Collected data:
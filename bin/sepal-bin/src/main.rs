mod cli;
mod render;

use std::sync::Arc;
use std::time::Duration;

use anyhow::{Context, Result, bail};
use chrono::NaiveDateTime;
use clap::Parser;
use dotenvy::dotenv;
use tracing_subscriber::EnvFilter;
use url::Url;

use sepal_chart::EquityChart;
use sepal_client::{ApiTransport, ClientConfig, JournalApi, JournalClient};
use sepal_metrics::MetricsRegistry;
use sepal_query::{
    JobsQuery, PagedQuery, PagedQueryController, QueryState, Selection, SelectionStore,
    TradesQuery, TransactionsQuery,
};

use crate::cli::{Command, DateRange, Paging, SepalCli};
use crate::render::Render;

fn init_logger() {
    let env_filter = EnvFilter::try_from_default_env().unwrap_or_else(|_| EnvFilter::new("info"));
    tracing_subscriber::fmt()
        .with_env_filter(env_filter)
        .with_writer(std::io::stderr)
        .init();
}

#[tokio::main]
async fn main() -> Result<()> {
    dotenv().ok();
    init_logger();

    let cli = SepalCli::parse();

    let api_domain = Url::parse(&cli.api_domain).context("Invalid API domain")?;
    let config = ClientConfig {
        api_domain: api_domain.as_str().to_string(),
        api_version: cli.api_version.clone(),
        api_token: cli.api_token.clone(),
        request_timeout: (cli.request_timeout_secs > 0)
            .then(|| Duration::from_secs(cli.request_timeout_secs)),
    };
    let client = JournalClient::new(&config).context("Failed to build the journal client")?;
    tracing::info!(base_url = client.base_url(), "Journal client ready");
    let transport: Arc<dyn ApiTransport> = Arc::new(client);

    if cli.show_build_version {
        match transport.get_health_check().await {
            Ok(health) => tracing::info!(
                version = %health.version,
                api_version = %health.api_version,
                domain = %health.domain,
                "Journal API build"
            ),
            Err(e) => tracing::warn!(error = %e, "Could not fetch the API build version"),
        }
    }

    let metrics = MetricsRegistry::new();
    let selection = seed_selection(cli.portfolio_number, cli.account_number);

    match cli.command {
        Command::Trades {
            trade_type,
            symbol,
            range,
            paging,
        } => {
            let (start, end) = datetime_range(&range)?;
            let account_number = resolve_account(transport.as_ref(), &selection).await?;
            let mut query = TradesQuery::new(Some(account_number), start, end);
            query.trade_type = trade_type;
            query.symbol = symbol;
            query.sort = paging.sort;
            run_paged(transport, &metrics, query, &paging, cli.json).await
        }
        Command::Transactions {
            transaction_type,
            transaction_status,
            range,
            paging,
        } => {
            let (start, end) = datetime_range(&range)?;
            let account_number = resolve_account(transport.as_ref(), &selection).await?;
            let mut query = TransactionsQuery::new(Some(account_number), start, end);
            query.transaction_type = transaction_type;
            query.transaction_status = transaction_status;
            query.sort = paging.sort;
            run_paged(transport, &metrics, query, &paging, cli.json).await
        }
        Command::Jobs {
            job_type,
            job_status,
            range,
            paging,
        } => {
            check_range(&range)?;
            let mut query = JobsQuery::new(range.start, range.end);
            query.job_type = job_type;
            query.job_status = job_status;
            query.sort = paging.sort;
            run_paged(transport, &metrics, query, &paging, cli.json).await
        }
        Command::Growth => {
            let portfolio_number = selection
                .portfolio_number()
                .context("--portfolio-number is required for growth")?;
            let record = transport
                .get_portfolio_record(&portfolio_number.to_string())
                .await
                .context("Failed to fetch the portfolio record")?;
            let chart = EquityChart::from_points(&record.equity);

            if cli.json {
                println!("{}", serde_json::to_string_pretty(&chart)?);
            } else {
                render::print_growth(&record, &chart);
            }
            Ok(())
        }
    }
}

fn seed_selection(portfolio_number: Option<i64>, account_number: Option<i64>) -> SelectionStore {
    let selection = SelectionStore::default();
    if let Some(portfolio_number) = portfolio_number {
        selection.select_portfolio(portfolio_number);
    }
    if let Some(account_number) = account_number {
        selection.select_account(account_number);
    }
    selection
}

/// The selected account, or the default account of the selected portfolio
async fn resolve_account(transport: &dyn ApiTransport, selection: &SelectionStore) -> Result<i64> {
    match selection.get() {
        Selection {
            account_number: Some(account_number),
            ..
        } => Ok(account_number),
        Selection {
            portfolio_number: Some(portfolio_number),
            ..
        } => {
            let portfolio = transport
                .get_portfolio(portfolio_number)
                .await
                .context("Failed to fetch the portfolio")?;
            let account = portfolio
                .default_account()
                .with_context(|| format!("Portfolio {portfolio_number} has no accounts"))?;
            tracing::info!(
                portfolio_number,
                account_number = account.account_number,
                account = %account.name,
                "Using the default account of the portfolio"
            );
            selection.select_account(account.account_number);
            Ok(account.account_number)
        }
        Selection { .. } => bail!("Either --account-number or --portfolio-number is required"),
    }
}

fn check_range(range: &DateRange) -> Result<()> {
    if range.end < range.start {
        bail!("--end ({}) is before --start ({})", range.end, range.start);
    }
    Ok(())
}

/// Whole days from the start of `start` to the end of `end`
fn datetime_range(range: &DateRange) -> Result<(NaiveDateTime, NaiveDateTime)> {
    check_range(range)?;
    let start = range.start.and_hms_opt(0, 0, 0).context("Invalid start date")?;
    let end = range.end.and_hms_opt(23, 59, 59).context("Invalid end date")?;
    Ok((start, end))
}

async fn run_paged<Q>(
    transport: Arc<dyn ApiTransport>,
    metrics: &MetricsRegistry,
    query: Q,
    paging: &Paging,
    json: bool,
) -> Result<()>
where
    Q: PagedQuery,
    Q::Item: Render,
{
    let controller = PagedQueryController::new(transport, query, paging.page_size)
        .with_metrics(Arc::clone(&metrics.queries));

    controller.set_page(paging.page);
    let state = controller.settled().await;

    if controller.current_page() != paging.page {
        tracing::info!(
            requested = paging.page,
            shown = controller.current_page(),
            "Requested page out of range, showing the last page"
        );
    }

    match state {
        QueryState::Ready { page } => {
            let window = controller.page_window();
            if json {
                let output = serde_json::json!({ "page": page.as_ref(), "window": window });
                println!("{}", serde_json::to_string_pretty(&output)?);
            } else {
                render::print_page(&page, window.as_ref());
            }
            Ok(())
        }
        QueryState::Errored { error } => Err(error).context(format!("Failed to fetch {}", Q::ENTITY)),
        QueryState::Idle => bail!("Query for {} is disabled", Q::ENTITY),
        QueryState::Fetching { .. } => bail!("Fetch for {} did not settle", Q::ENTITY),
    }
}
...
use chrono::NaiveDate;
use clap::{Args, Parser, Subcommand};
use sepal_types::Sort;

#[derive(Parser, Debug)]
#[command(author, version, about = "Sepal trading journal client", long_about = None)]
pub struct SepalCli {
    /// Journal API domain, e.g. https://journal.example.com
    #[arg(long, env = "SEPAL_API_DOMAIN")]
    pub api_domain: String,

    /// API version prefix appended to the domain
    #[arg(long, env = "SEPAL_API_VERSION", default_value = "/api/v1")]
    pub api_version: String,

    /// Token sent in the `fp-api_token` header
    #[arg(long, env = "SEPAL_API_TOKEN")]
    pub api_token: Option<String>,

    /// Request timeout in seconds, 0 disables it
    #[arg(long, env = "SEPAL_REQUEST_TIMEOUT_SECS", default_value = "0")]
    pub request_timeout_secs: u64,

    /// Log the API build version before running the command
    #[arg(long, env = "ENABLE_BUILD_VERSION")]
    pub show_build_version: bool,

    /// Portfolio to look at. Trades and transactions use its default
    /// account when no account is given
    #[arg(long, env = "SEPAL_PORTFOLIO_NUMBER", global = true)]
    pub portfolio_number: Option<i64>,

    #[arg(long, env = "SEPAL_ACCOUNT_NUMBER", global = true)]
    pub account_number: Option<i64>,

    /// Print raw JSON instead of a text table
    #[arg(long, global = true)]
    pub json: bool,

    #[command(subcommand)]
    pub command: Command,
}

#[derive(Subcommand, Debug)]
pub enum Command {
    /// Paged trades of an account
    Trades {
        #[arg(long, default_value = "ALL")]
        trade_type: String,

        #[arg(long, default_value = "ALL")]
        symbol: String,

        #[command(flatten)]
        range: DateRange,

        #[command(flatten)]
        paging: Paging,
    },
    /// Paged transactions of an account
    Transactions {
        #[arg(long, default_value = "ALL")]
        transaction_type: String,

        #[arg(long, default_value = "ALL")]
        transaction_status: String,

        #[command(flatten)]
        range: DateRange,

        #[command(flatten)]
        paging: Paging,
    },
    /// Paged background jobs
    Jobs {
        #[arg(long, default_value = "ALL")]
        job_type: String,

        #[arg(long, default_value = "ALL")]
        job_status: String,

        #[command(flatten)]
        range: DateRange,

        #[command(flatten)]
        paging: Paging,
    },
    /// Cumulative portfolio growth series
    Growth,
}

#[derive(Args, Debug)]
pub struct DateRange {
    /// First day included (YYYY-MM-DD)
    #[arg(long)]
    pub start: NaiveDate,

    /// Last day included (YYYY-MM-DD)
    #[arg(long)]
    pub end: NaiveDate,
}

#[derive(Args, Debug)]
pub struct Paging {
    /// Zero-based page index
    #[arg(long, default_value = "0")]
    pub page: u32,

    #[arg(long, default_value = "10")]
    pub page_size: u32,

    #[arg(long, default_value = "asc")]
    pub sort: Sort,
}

• [WHAT THIS TASK INVOLVES]: The reply should consist solely of the lines above from the one that has "PagedQueryController::new(transport, query, paging.page_size)" through the one that has "let window = controller.page_window();", reproduced exactly.

• [TASK ANSWER]:
    let controller = PagedQueryController::new(transport, query, paging.page_size)
        .with_metrics(Arc::clone(&metrics.queries));

    controller.set_page(paging.page);
    let state = controller.settled().await;

    if controller.current_page() != paging.page {
        tracing::info!(
            requested = paging.page,
            shown = controller.current_page(),
            "Requested page out of range, showing the last page"
        );
    }

    match state {
        QueryState::Ready { page } => {
            let window = controller.page_window();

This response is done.